The dilemma will inform his management of the San Diego convention. Four years ago, President Bush was safely in charge of his own re-election campaign and let the right play at the convention. The divisive stridence of speaker after speaker -- Pat Buchanan and Marilyn Quayle were memorable -- opened the gate for Democratic outsider Bill Clinton's upset victory.

The running-mate quandary

Now Mr. Dole will have to make the same decision knowing only that, in hindsight, Mr. Bush's toleration backfired in 1992. That does not prove that squelching the right this year would work better.

The third area where this dilemma must inform the senator's actions is in the choice of a running mate.

As a 73-year-old in July, he must go for presidentiality, more than a younger nominee must. One set of experts is telling Mr. Dole to pick Gen. Colin Powell, the Republican most acceptable to Democrats.

Another insists on someone safely conservative on abortion, welfare reform and gun rights, to hold the coalition together.

As a senator, Mr. Dole might be tempted by a governor, particularly the Catholic conservative governors of the rust-belt Midwest, or the female fiscal conservative from New Jersey.

Having his act together will not guarantee Senator Dole victory in November. President Clinton must also lose. This could come from an economic collapse, foreign-policy disaster or smoking gun in some scandal.

If the last appears, Sen.

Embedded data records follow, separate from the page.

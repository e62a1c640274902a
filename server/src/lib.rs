//! # Quiz Game Server Library
//!
//! This library provides the live multiplayer side of the quiz game backend.
//! Players join a shared lobby over WebSocket, exchange chat and game update
//! messages, and take timed quizzes whose answers are scored on submission.
//!
//! ## Core Responsibilities
//!
//! ### Connection Lifecycle
//! Handles the complete lifecycle of a player connection:
//! - Route matching and player name validation at the handshake
//! - Unique name enforcement through the player registry
//! - Registration, announced to everyone with a `join` message
//! - Unregistration on disconnect, idle timeout or backpressure, announced
//!   with a `leave` message
//!
//! ### Broadcast Fan-Out
//! Chat and game update messages from one player are delivered to every
//! registered connection, the sender included. Each connection has its own
//! bounded outbound queue, so one slow reader never delays the others: when a
//! queue is full the slow connection is dropped instead of the broadcast
//! waiting for it.
//!
//! ### Timed Quizzes
//! A quiz attempt is bounded by a short-lived session. Answers submitted
//! after the session expires are rejected, and every evaluation consumes the
//! session so an attempt can be graded at most once.
//!
//! ## Architecture Design
//!
//! ### Single Writer Event Loop
//! The set of live connections is owned by one event loop task. Registration,
//! unregistration and broadcast requests reach it over channels and are
//! handled one at a time, so membership changes never race with delivery.
//!
//! ### Two Pumps per Connection
//! Every admitted socket is split into a read pump, which decodes inbound
//! frames and forwards them for broadcast, and a write pump, which drains the
//! outbound queue and keeps the connection alive with periodic pings. Either
//! pump ending tears down the whole connection.
//!
//! ## Module Organization
//!
//! - `player_registry`: live player names and ids
//! - `session_store`: quiz sessions and their expiry
//! - `connection`: connection handle and the read and write pumps
//! - `connection_manager`: the event loop and its cloneable handle
//! - `quiz`: quiz start and evaluation over a problem store
//! - `network`: TCP accept loop, WebSocket handshake and admission
//! - `config`, `error`, `utils`: settings, error types and id generation
//!
//! ## Usage Example
//!
//! ```rust,no_run
//! use server::config::ServerConfig;
//! use server::connection_manager::ConnectionManager;
//! use server::network::Server;
//! use server::player_registry::PlayerRegistry;
//! use std::sync::Arc;
//!
//! #[tokio::main]
//! async fn main() -> Result<(), Box<dyn std::error::Error>> {
//!     let manager = ConnectionManager::spawn(Arc::new(PlayerRegistry::new()));
//!     let server = Server::bind(ServerConfig::default(), manager).await?;
//!
//!     // Players connect to ws://127.0.0.1:8080/liveGame/player/{name}
//!     server.run().await?;
//!
//!     Ok(())
//! }
//! ```

pub mod config;
pub mod connection;
pub mod connection_manager;
pub mod error;
pub mod network;
pub mod player_registry;
pub mod quiz;
pub mod session_store;
pub mod utils;
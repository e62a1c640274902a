use uuid::{Builder, Uuid};

// Random 128-bit id (RFC 4122 v4 layout)
pub fn random_id() -> Uuid {
    Builder::from_random_bytes(rand::random()).into_uuid()
}

/// Draws random ids until `taken` reports one as free.
pub fn unique_id(taken: impl Fn(&Uuid) -> bool) -> Uuid {
    unique_id_from(random_id, taken)
}

/// Same as [`unique_id`] with an explicit generator.
pub fn unique_id_from(mut generate: impl FnMut() -> Uuid, taken: impl Fn(&Uuid) -> bool) -> Uuid {
    loop {
        let id = generate();
        if !taken(&id) {
            return id;
        }
    }
}
//! Timed quiz attempts and their scoring
//!
//! Starting a quiz opens a session in the [`SessionStore`] and hands out the
//! questions. Submitting answers is only accepted while that session is
//! active, and consumes it: the session is deleted however evaluation ends.

use crate::config::ServerConfig;
use crate::error::{ConfigError, QuizError};
use crate::session_store::{SessionId, SessionStore};
use crate::utils::unique_id;
use chrono::{DateTime, TimeDelta, Utc};
use log::{debug, info, warn};
use parking_lot::RwLock;
use shared::{
    EvaluateQuizRequest, EvaluateQuizResponse, Problem, Question, QuestionResult,
    QuestionSubmission, StartQuizResponse,
};
use std::sync::Arc;
use uuid::Uuid;

/// Read access to the problem set a quiz draws from
pub trait ProblemStore: Send + Sync {
    fn get_problem_by_id(&self, id: &Uuid) -> Option<Problem>;

    /// Every problem, answers stripped.
    fn questions(&self) -> Vec<Question>;
}

/// Problem set held in memory, in insertion order
#[derive(Debug, Default)]
pub struct InMemoryProblemStore {
    problems: RwLock<Vec<Problem>>,
}

impl InMemoryProblemStore {
    pub fn new(problems: Vec<Problem>) -> Self {
        let store = Self::default();
        for problem in problems {
            store.add_problem(problem);
        }
        store
    }

    /// Loads a JSON array of problems. Entries without an id get a fresh one.
    pub fn from_json(json: &str) -> Result<Self, serde_json::Error> {
        let problems: Vec<Problem> = serde_json::from_str(json)?;
        Ok(Self::new(problems))
    }

    /// Stores a problem, assigning an id if it has none or a taken one.
    pub fn add_problem(&self, mut problem: Problem) -> Uuid {
        let mut problems = self.problems.write();
        if problem.id.is_nil() || problems.iter().any(|p| p.id == problem.id) {
            problem.id = unique_id(|id| id.is_nil() || problems.iter().any(|p| p.id == *id));
        }
        let id = problem.id;
        problems.push(problem);
        id
    }

    pub fn list_problems(&self) -> Vec<Problem> {
        self.problems.read().clone()
    }

    pub fn len(&self) -> usize {
        self.problems.read().len()
    }

    pub fn is_empty(&self) -> bool {
        self.problems.read().is_empty()
    }
}

impl ProblemStore for InMemoryProblemStore {
    fn get_problem_by_id(&self, id: &Uuid) -> Option<Problem> {
        self.problems.read().iter().find(|p| p.id == *id).cloned()
    }

    fn questions(&self) -> Vec<Question> {
        self.problems.read().iter().map(Problem::to_question).collect()
    }
}

/// Deletes the session when dropped, so every return path consumes it.
struct SessionCleanup<'a> {
    sessions: &'a SessionStore,
    id: SessionId,
}

impl Drop for SessionCleanup<'_> {
    fn drop(&mut self) {
        self.sessions.delete_session(&self.id);
        debug!("Session {} consumed", self.id);
    }
}

pub struct QuizService {
    problems: Arc<dyn ProblemStore>,
    sessions: Arc<SessionStore>,
    session_ttl: TimeDelta,
}

impl QuizService {
    pub fn new(
        problems: Arc<dyn ProblemStore>,
        sessions: Arc<SessionStore>,
        session_ttl: TimeDelta,
    ) -> Self {
        Self {
            problems,
            sessions,
            session_ttl,
        }
    }

    /// Service whose sessions last `config.quiz_session_duration`.
    pub fn from_config(
        problems: Arc<dyn ProblemStore>,
        sessions: Arc<SessionStore>,
        config: &ServerConfig,
    ) -> Result<Self, ConfigError> {
        Ok(Self::new(problems, sessions, config.quiz_session_ttl()?))
    }

    pub fn sessions(&self) -> &Arc<SessionStore> {
        &self.sessions
    }

    /// Opens a session and returns it with the questions to answer.
    pub fn start_quiz(&self) -> StartQuizResponse {
        self.start_quiz_at(Utc::now())
    }

    pub fn start_quiz_at(&self, now: DateTime<Utc>) -> StartQuizResponse {
        let session = self.sessions.create_session_at(self.session_ttl, now);
        let questions = self.problems.questions();
        info!(
            "Quiz session {} started with {} questions, expires {}",
            session.id,
            questions.len(),
            session.expiry
        );
        StartQuizResponse {
            session_id: session.id,
            timeout: session.expiry,
            questions,
        }
    }

    pub fn submit_quiz(
        &self,
        request: &EvaluateQuizRequest,
    ) -> Result<EvaluateQuizResponse, QuizError> {
        self.evaluate_quiz(&request.session_id, &request.question_submissions)
    }

    pub fn evaluate_quiz(
        &self,
        session_id: &SessionId,
        submissions: &[QuestionSubmission],
    ) -> Result<EvaluateQuizResponse, QuizError> {
        self.evaluate_quiz_at(session_id, submissions, Utc::now())
    }

    /// Scores a submission against the stored answers
    ///
    /// Fails if the session is unknown or expired, or if any submission names
    /// a problem that does not exist. A failure discards every result; there
    /// is no partial score. The session is deleted whatever the outcome.
    pub fn evaluate_quiz_at(
        &self,
        session_id: &SessionId,
        submissions: &[QuestionSubmission],
        now: DateTime<Utc>,
    ) -> Result<EvaluateQuizResponse, QuizError> {
        let _cleanup = SessionCleanup {
            sessions: &self.sessions,
            id: *session_id,
        };

        let active = self
            .sessions
            .is_session_active(session_id, now)
            .map_err(|_| QuizError::SessionNotFound(*session_id))?;
        if !active {
            warn!("Submission for expired session {}", session_id);
            return Err(QuizError::SessionExpired(*session_id));
        }

        let mut answers = Vec::with_capacity(submissions.len());
        let mut score = 0;
        for submission in submissions {
            let problem = self
                .problems
                .get_problem_by_id(&submission.question_id)
                .ok_or(QuizError::ProblemNotFound(submission.question_id))?;

            let correct = problem.is_correct(&submission.answer);
            if correct {
                score += 1;
            }
            answers.push(QuestionResult {
                id: submission.question_id,
                answer: problem.answer,
                correct,
            });
        }

        info!(
            "Session {} scored {}/{}",
            session_id,
            score,
            submissions.len()
        );
        Ok(EvaluateQuizResponse { score, answers })
    }
}

#[cfg(test)]
mod tests {
    use super::*;
    use shared::ProblemType;
    use tokio_test::{assert_err, assert_ok};

    const PROBLEMS_JSON: &str = r#"[
        {"Question": "Capital of France?", "Answer": "Paris"},
        {"Question": "2 + 2?", "Answer": "4"},
        {"Id": "6f1c1f7e-0b7a-4d0e-9a43-1d2c3b4a5f60", "Type": "choice",
         "Question": "Largest planet?", "Choices": ["Mars", "Jupiter"], "Answer": "Jupiter"}
    ]"#;

    fn setup() -> (QuizService, Arc<InMemoryProblemStore>) {
        let store = Arc::new(assert_ok!(InMemoryProblemStore::from_json(PROBLEMS_JSON)));
        let service = QuizService::new(
            store.clone(),
            Arc::new(SessionStore::new()),
            TimeDelta::seconds(30),
        );
        (service, store)
    }

    fn submit(question_id: Uuid, answer: &str) -> QuestionSubmission {
        QuestionSubmission {
            question_id,
            answer: answer.to_string(),
        }
    }

    #[test]
    fn test_from_json_assigns_missing_ids() {
        let (_, store) = setup();
        let problems = store.list_problems();

        assert_eq!(problems.len(), 3);
        assert!(problems.iter().all(|p| !p.id.is_nil()));
        assert_ne!(problems[0].id, problems[1].id);
        assert_eq!(
            problems[2].id,
            Uuid::parse_str("6f1c1f7e-0b7a-4d0e-9a43-1d2c3b4a5f60").unwrap()
        );
        assert_eq!(problems[2].r#type, ProblemType::Choice);
        assert_eq!(problems[0].r#type, ProblemType::Text);
    }

    #[test]
    fn test_from_json_rejects_garbage() {
        assert_err!(InMemoryProblemStore::from_json("{\"not\": \"a list\"}"));
    }

    #[test]
    fn test_start_quiz_hides_answers() {
        let (service, store) = setup();
        let now = Utc::now();

        let response = service.start_quiz_at(now);

        assert_eq!(response.timeout, now + TimeDelta::seconds(30));
        assert_eq!(response.questions.len(), store.len());
        assert_eq!(response.questions[2].choices, vec!["Mars", "Jupiter"]);
        let json = serde_json::to_string(&response).unwrap();
        assert!(!json.contains("Paris"));
        assert!(service.sessions().get_session(&response.session_id).is_ok());
    }

    #[test]
    fn test_evaluate_scores_and_consumes_session() {
        let (service, store) = setup();
        let problems = store.list_problems();
        let started = service.start_quiz();

        let response = assert_ok!(service.evaluate_quiz(
            &started.session_id,
            &[
                submit(problems[0].id, "  paris "),
                submit(problems[1].id, "5"),
                submit(problems[2].id, "JUPITER"),
            ],
        ));

        assert_eq!(response.score, 2);
        assert_eq!(response.answers.len(), 3);
        assert_eq!(response.answers[0].answer, "Paris");
        assert!(response.answers[0].correct);
        assert_eq!(response.answers[1].answer, "4");
        assert!(!response.answers[1].correct);
        assert!(response.answers[2].correct);
        assert!(service.sessions().is_empty());
    }

    #[test]
    fn test_second_submission_is_rejected() {
        let (service, store) = setup();
        let id = store.list_problems()[0].id;
        let started = service.start_quiz();

        assert_ok!(service.evaluate_quiz(&started.session_id, &[submit(id, "Paris")]));
        let second = service.evaluate_quiz(&started.session_id, &[submit(id, "Paris")]);

        assert_eq!(second, Err(QuizError::SessionNotFound(started.session_id)));
    }

    #[test]
    fn test_expired_session_rejected_and_deleted() {
        let (service, store) = setup();
        let id = store.list_problems()[0].id;
        let now = Utc::now();
        let started = service.start_quiz_at(now);

        let result = service.evaluate_quiz_at(
            &started.session_id,
            &[submit(id, "Paris")],
            now + TimeDelta::seconds(31),
        );

        assert_eq!(result, Err(QuizError::SessionExpired(started.session_id)));
        assert_eq!(result.unwrap_err().to_string(), "Session is expired");
        assert!(service.sessions().get_session(&started.session_id).is_err());
    }

    #[test]
    fn test_submission_within_window_accepted() {
        let (service, store) = setup();
        let id = store.list_problems()[1].id;
        let now = Utc::now();
        let started = service.start_quiz_at(now);

        let result = service.evaluate_quiz_at(
            &started.session_id,
            &[submit(id, "4")],
            now + TimeDelta::seconds(29),
        );

        assert_eq!(assert_ok!(result).score, 1);
    }

    #[test]
    fn test_unknown_problem_fails_whole_evaluation() {
        let (service, store) = setup();
        let known = store.list_problems()[0].id;
        let unknown = Uuid::from_u128(42);
        let started = service.start_quiz();

        let result = service.evaluate_quiz(
            &started.session_id,
            &[submit(known, "Paris"), submit(unknown, "anything")],
        );

        assert_eq!(result, Err(QuizError::ProblemNotFound(unknown)));
        assert_eq!(
            result.unwrap_err().to_string(),
            format!("Cannot find problem with Id {}", unknown)
        );
        assert!(service.sessions().is_empty());
    }

    #[test]
    fn test_unknown_session() {
        let (service, _) = setup();
        let missing = Uuid::from_u128(7);

        let result = service.evaluate_quiz(&missing, &[]);

        assert_eq!(result, Err(QuizError::SessionNotFound(missing)));
        assert_eq!(result.unwrap_err().to_string(), "Cannot find session");
    }

    #[test]
    fn test_empty_submission_scores_zero() {
        let (service, _) = setup();
        let started = service.start_quiz();

        let response = assert_ok!(service.evaluate_quiz(&started.session_id, &[]));

        assert_eq!(response.score, 0);
        assert!(response.answers.is_empty());
    }

    #[test]
    fn test_submit_quiz_request_shape() {
        let (service, store) = setup();
        let id = store.list_problems()[0].id;
        let started = service.start_quiz();
        let body = format!(
            r#"{{"SessionId": "{}", "QuestionSubmissions": [{{"QuestionId": "{}", "Answer": "paris"}}]}}"#,
            started.session_id, id
        );
        let request: EvaluateQuizRequest = serde_json::from_str(&body).unwrap();

        let response = assert_ok!(service.submit_quiz(&request));

        let value = serde_json::to_value(&response).unwrap();
        assert_eq!(value["Score"], 1);
        assert_eq!(value["Answers"][0]["Answer"], "Paris");
        assert_eq!(value["Answers"][0]["Correct"], true);
    }

    #[test]
    fn test_from_config_uses_quiz_duration() {
        let config = ServerConfig {
            quiz_session_duration: std::time::Duration::from_secs(300),
            ..ServerConfig::default()
        };
        let service = assert_ok!(QuizService::from_config(
            Arc::new(InMemoryProblemStore::default()),
            Arc::new(SessionStore::new()),
            &config,
        ));
        let now = Utc::now();

        let started = service.start_quiz_at(now);

        assert_eq!(started.timeout, now + TimeDelta::minutes(5));
        assert!(started.questions.is_empty());
    }

    #[test]
    fn test_add_problem_replaces_taken_id() {
        let store = InMemoryProblemStore::default();
        let mut first = Problem::new("Q1", "A1");
        first.id = Uuid::from_u128(1);
        let mut second = Problem::new("Q2", "A2");
        second.id = Uuid::from_u128(1);

        let first_id = store.add_problem(first);
        let second_id = store.add_problem(second);

        assert_eq!(first_id, Uuid::from_u128(1));
        assert_ne!(second_id, first_id);
        assert_eq!(store.get_problem_by_id(&second_id).unwrap().question, "Q2");
    }
}
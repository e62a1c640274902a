//! One live player connection and the two pumps that drive it
//!
//! A [`Connection`] owns the sending half of a bounded outbound queue. The
//! connection manager is the main producer; the write pump is the only
//! consumer. After admission two tasks run per connection:
//!
//! - [`read_pump`] reads frames, decodes them and forwards chat and game
//!   updates to the manager for broadcast. Whatever ends it, its last act is
//!   to ask the manager to unregister the connection.
//! - [`write_pump`] drains the queue onto the socket and sends a ping on a
//!   fixed interval. It stops when the queue is closed or a write fails.
//!
//! The pumps only share the queue and a close signal. [`Connection::close`]
//! drops the queue sender and fires the signal exactly once, however many
//! times and from wherever it is called.

use crate::config::ConnectionTimeouts;
use crate::connection_manager::ConnectionManager;
use crate::error::TransportError;
use crate::player_registry::Player;
use futures::{Sink, SinkExt, Stream, StreamExt};
use log::{debug, error, info, warn};
use parking_lot::Mutex;
use shared::{Message, MessageError};
use std::fmt::Display;
use std::sync::Arc;
use std::time::Duration;
use tokio::sync::mpsc::{self, error::TrySendError};
use tokio::time::{interval, timeout, MissedTickBehavior};
use tokio_tungstenite::tungstenite::Message as Frame;
use tokio_util::sync::CancellationToken;
use uuid::Uuid;

pub type ConnectionId = Uuid;

#[derive(Debug, Clone, Copy, PartialEq, Eq)]
pub enum EnqueueError {
    /// The queue is at capacity. A designed backpressure signal.
    Full,
    /// The connection has been closed.
    Closed,
}

#[derive(Debug)]
pub struct Connection {
    id: ConnectionId,
    player: Player,
    outbound: Mutex<Option<mpsc::Sender<Message>>>,
    closed: CancellationToken,
}

impl Connection {
    /// Creates a connection and the receiving end of its outbound queue.
    pub fn new(
        id: ConnectionId,
        player: Player,
        capacity: usize,
    ) -> (Arc<Self>, mpsc::Receiver<Message>) {
        let (tx, rx) = mpsc::channel(capacity);
        let connection = Connection {
            id,
            player,
            outbound: Mutex::new(Some(tx)),
            closed: CancellationToken::new(),
        };
        (Arc::new(connection), rx)
    }

    pub fn id(&self) -> ConnectionId {
        self.id
    }

    pub fn player(&self) -> &Player {
        &self.player
    }

    pub fn player_name(&self) -> &str {
        &self.player.name
    }

    /// Queues a message without waiting.
    pub fn try_enqueue(&self, message: Message) -> Result<(), EnqueueError> {
        let outbound = self.outbound.lock();
        let Some(tx) = outbound.as_ref() else {
            return Err(EnqueueError::Closed);
        };
        tx.try_send(message).map_err(|e| match e {
            TrySendError::Full(_) => EnqueueError::Full,
            TrySendError::Closed(_) => EnqueueError::Closed,
        })
    }

    /// Queues a system message, dropping it if the queue is full or closed.
    pub fn enqueue_or_drop(&self, message: Message) -> bool {
        let kind = message.kind();
        match self.try_enqueue(message) {
            Ok(()) => true,
            Err(e) => {
                warn!("[{}] Dropped {} message: {:?}", self.id, kind, e);
                false
            }
        }
    }

    /// Closes the outbound queue and signals both pumps to stop.
    ///
    /// Returns `true` only for the call that actually closed the connection.
    pub fn close(&self) -> bool {
        let sender = self.outbound.lock().take();
        if sender.is_none() {
            return false;
        }
        drop(sender);
        self.closed.cancel();
        info!("[{}] Connection closed", self.id);
        true
    }

    pub fn is_closed(&self) -> bool {
        self.closed.is_cancelled()
    }

    /// Resolves once [`Connection::close`] has run.
    pub async fn closed(&self) {
        self.closed.cancelled().await
    }
}

/// Reads frames until the peer goes away, a read fails, the connection stays
/// silent past `idle_timeout`, or the connection is closed. Always ends by
/// asking the manager to unregister the connection.
pub async fn read_pump<S, E>(
    mut stream: S,
    connection: Arc<Connection>,
    manager: ConnectionManager,
    idle_timeout: Duration,
) where
    S: Stream<Item = Result<Frame, E>> + Unpin,
    E: Display,
{
    let id = connection.id();
    debug!("[{}] Starting read pump", id);

    loop {
        let next = tokio::select! {
            _ = connection.closed() => {
                debug!("[{}] Read pump stopping, connection closed", id);
                break;
            }
            next = timeout(idle_timeout, stream.next()) => next,
        };

        let frame = match next {
            Err(_) => {
                warn!("[{}] No activity for {:?}, dropping connection", id, idle_timeout);
                break;
            }
            Ok(None) => {
                info!("[{}] Connection closed by peer", id);
                break;
            }
            Ok(Some(Err(e))) => {
                error!("[{}] Error reading message: {}", id, e);
                break;
            }
            Ok(Some(Ok(frame))) => frame,
        };

        match frame {
            Frame::Text(text) => handle_text(&connection, &manager, text.as_str()),
            Frame::Binary(_) => {
                warn!("[{}] Binary frames are not supported", id);
                connection.enqueue_or_drop(Message::error(None, "Invalid message format"));
            }
            Frame::Pong(_) => debug!("[{}] Received pong", id),
            Frame::Ping(_) => debug!("[{}] Received ping", id),
            Frame::Close(_) => {
                info!("[{}] Received close frame", id);
                break;
            }
            Frame::Frame(_) => {}
        }
    }

    debug!("[{}] Read pump exiting, unregistering", id);
    manager.unregister(connection);
}

fn handle_text(connection: &Connection, manager: &ConnectionManager, text: &str) {
    let id = connection.id();
    let mut message = match Message::decode(text) {
        Ok(message) => message,
        Err(MessageError::UnknownType(kind)) => {
            warn!("[{}] Unknown message type: {}", id, kind);
            return;
        }
        Err(e) => {
            warn!("[{}] Error parsing message: {}", id, e);
            connection.enqueue_or_drop(Message::error(None, "Invalid message format"));
            return;
        }
    };

    message.player_name = Some(connection.player_name().to_string());
    message.timestamp = chrono::Utc::now();

    let kind = message.kind();
    if kind.is_broadcastable() {
        debug!("[{}] Broadcasting {} message", id, kind);
        manager.broadcast(message);
    } else {
        warn!("[{}] Ignoring {} message from client", id, kind);
    }
}

/// Writes queued messages and periodic pings to `sink` until the queue is
/// closed or a write fails. Closes the connection on the way out.
pub async fn write_pump<K>(
    mut sink: K,
    mut outbound: mpsc::Receiver<Message>,
    connection: Arc<Connection>,
    timeouts: ConnectionTimeouts,
) where
    K: Sink<Frame> + Unpin,
    K::Error: Display,
{
    let id = connection.id();
    debug!("[{}] Starting write pump", id);

    let mut ping = interval(timeouts.ping_interval);
    ping.set_missed_tick_behavior(MissedTickBehavior::Delay);
    // The first tick fires immediately
    ping.tick().await;

    loop {
        tokio::select! {
            next = outbound.recv() => {
                let Some(message) = next else {
                    debug!("[{}] Outbound queue closed, sending close frame", id);
                    let _ = write_frame(&mut sink, Frame::Close(None), timeouts.write_timeout).await;
                    break;
                };

                let json = match message.encode() {
                    Ok(json) => json,
                    Err(e) => {
                        error!("[{}] Error encoding {} message: {}", id, message.kind(), e);
                        continue;
                    }
                };

                if let Err(e) = write_frame(&mut sink, Frame::text(json), timeouts.write_timeout).await {
                    error!("[{}] Error writing message: {}", id, e);
                    break;
                }
            }
            _ = ping.tick() => {
                debug!("[{}] Sending ping", id);
                if let Err(e) = write_frame(&mut sink, Frame::Ping(Default::default()), timeouts.write_timeout).await {
                    error!("[{}] Error sending ping: {}", id, e);
                    break;
                }
            }
        }
    }

    connection.close();
    let _ = timeout(timeouts.write_timeout, sink.close()).await;
    debug!("[{}] Write pump exiting", id);
}

async fn write_frame<K>(sink: &mut K, frame: Frame, deadline: Duration) -> Result<(), TransportError>
where
    K: Sink<Frame> + Unpin,
    K::Error: Display,
{
    match timeout(deadline, sink.send(frame)).await {
        Ok(Ok(())) => Ok(()),
        Ok(Err(e)) => Err(TransportError::Io(e.to_string())),
        Err(_) => Err(TransportError::WriteTimeout),
    }
}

Alfonse D'Amato, the pit bull attacking Hillary Clinton in the Senate investigation, may have done it, after having delivered New York State in the primary.

Senator D'Amato would then become the most powerful political boss in American history, having created the New York governor and the president and kept a Senate seat for himself.

Meanwhile, the nominee-presumptive has finally shoved the upstart Speaker Newt Gingrich aside as the leader of Republicans in Congress.

For the rest of the year, every maneuver between the Republican Congress and Democratic president will be for electoral advantage -- and not about the merits of the issue or the good of the country. The nation lives with that every four years.

Daniel Berger writes editorials for The Sun.